The goal is to deliver the best possible treatment while also empowering patients and helping them maintain their quality of life. That calls for a range of specialists who each bring something valuable to the table, including:
- Physicians from various disciplines: surgical, medical and radiation oncologists, diagnostic imaging experts, and pathologists
- Other cancer care specialists: nurses, nurse navigators, genetic counselors, social workers, physical therapists, and hospital pharmacists
Including doctors from different specialties on a care team is key for mapping out the most successful treatment plan, Kumar said. It can also give patients access to treatment options that their primary oncologist may not have considered, such as a clinical trial being conducted in another discipline.
Other cancer care specialists are there to deal with issues that go beyond treatment itself. Genetic counselors, for instance, might help a patient navigate the option of genetic testing, and social workers can make sure a recommended treatment plan will work with a patient’s lifestyle. “The social worker might mention to the doctors that a patient doesn’t have a car and maybe can’t participate in a clinical trial for that reason,” Kumar said.
Fox Chase’s Multidisciplinary Focus
Multidisciplinary care is the standard at most cancer treatment centers today and you can find it at Fox Chase.
Kumar recounts a patient with metastatic lung cancer with a large tumor that was thought to be affecting the patient’s spinal cord.
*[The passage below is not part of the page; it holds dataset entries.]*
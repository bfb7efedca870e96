use std::collections::HashMap;

use crate::{AnomalyKind, CallOutcome, DagNode, DynamicDag, RiskLevel};

fn node(tool_name: &str) -> DagNode {
    DagNode::new(tool_name, HashMap::new(), RiskLevel::Unknown)
}

#[test]
fn single_call_produces_no_anomalies() {
    let mut dag = DynamicDag::new(20);
    let anomalies = dag.add_call(node("file_read"));
    assert!(anomalies.is_empty());
    assert_eq!(dag.depth(), 1);
}

#[test]
fn depth_exceeded_fires_once_past_limit() {
    let mut dag = DynamicDag::new(2);
    assert!(dag.add_call(node("a")).is_empty());
    assert!(dag.add_call(node("b")).is_empty());
    let anomalies = dag.add_call(node("c"));
    assert_eq!(anomalies.len(), 1);
    assert_eq!(anomalies[0].kind, AnomalyKind::DepthExceeded);
}

#[test]
fn sensitive_read_then_network_send_flags_data_exfiltration() {
    let mut dag = DynamicDag::new(20);
    dag.add_call(node("file_read"));
    let anomalies = dag.add_call(node("http_post"));
    assert!(anomalies.iter().any(|a| a.kind == AnomalyKind::DataExfiltration));
}

#[test]
fn network_send_without_prior_read_is_clean() {
    let mut dag = DynamicDag::new(20);
    let anomalies = dag.add_call(node("http_post"));
    assert!(anomalies.iter().all(|a| a.kind != AnomalyKind::DataExfiltration));
}

#[test]
fn circular_call_pattern_a_b_a_detected() {
    let mut dag = DynamicDag::new(20);
    dag.add_call(node("tool_a"));
    dag.add_call(node("tool_b"));
    let anomalies = dag.add_call(node("tool_a"));
    assert!(anomalies.iter().any(|a| a.kind == AnomalyKind::CircularCall));
}

#[test]
fn identical_repeated_call_is_not_circular() {
    let mut dag = DynamicDag::new(20);
    dag.add_call(node("tool_a"));
    dag.add_call(node("tool_a"));
    let anomalies = dag.add_call(node("tool_a"));
    assert!(anomalies.iter().all(|a| a.kind != AnomalyKind::CircularCall));
}

#[test]
fn privilege_escalation_after_benign_call_detected() {
    let mut dag = DynamicDag::new(20);
    dag.add_call(node("read_file"));
    let anomalies = dag.add_call(node("shell_exec"));
    assert!(anomalies
        .iter()
        .any(|a| a.kind == AnomalyKind::PrivilegeEscalation));
}

#[test]
fn privilege_escalation_first_call_never_fires() {
    let mut dag = DynamicDag::new(20);
    let anomalies = dag.add_call(node("shell_exec"));
    assert!(anomalies
        .iter()
        .all(|a| a.kind != AnomalyKind::PrivilegeEscalation));
}

#[test]
fn two_high_risk_calls_in_a_row_do_not_escalate() {
    let mut dag = DynamicDag::new(20);
    dag.add_call(node("shell_exec"));
    let anomalies = dag.add_call(node("execute"));
    assert!(anomalies
        .iter()
        .all(|a| a.kind != AnomalyKind::PrivilegeEscalation));
}

#[test]
fn edge_chain_length_matches_call_count() {
    let mut dag = DynamicDag::new(20);
    for name in ["a", "b", "c", "d"] {
        dag.add_call(node(name));
    }
    assert_eq!(dag.depth(), 4);
    assert_eq!(dag.edges().len(), 3);
}

#[test]
fn anomalies_only_reference_existing_call_ids() {
    let mut dag = DynamicDag::new(2);
    dag.add_call(node("file_read"));
    dag.add_call(node("tool_b"));
    dag.add_call(node("file_read"));
    dag.add_call(node("http_post"));

    for anomaly in dag.anomalies() {
        for id in &anomaly.involved_call_ids {
            assert!(dag.nodes().contains_key(id));
        }
    }
}

#[test]
fn update_call_fills_in_outcome_and_duration() {
    let mut dag = DynamicDag::new(20);
    dag.add_call(node("file_read"));
    let call_id = *dag.nodes().keys().next().unwrap();
    dag.update_call(call_id, true, 12.5);
    let updated = dag.nodes().get(&call_id).unwrap();
    assert_eq!(updated.outcome, CallOutcome::Ok);
    assert_eq!(updated.duration_ms, Some(12.5));
}

#[test]
fn update_call_for_unknown_id_is_a_no_op() {
    let mut dag = DynamicDag::new(20);
    dag.add_call(node("file_read"));
    let bogus = crate::CallId::new();
    dag.update_call(bogus, true, 1.0);
    assert!(!dag.nodes().contains_key(&bogus));
}

#[test]
fn reset_clears_everything() {
    let mut dag = DynamicDag::new(1);
    dag.add_call(node("a"));
    dag.add_call(node("b"));
    assert!(!dag.anomalies().is_empty());
    dag.reset();
    assert!(dag.nodes().is_empty());
    assert!(dag.edges().is_empty());
    assert!(dag.anomalies().is_empty());
    assert_eq!(dag.depth(), 0);
}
The patient’s primary oncologist reviewed her scans with Kumar, and the two had a conference call with the patient’s surgical oncologist the same day. Together, the three physicians developed a personalized plan to treat the patient’s tumor with a combination of medication, radiation, and surgery.
“There are several times I’ll run upstairs to the medical or surgical oncology clinic to talk about a side effect my patient has,” Kumar said. “They’ll come down to my clinic too. We’re constantly in contact and working together to achieve the best outcome for our patients.”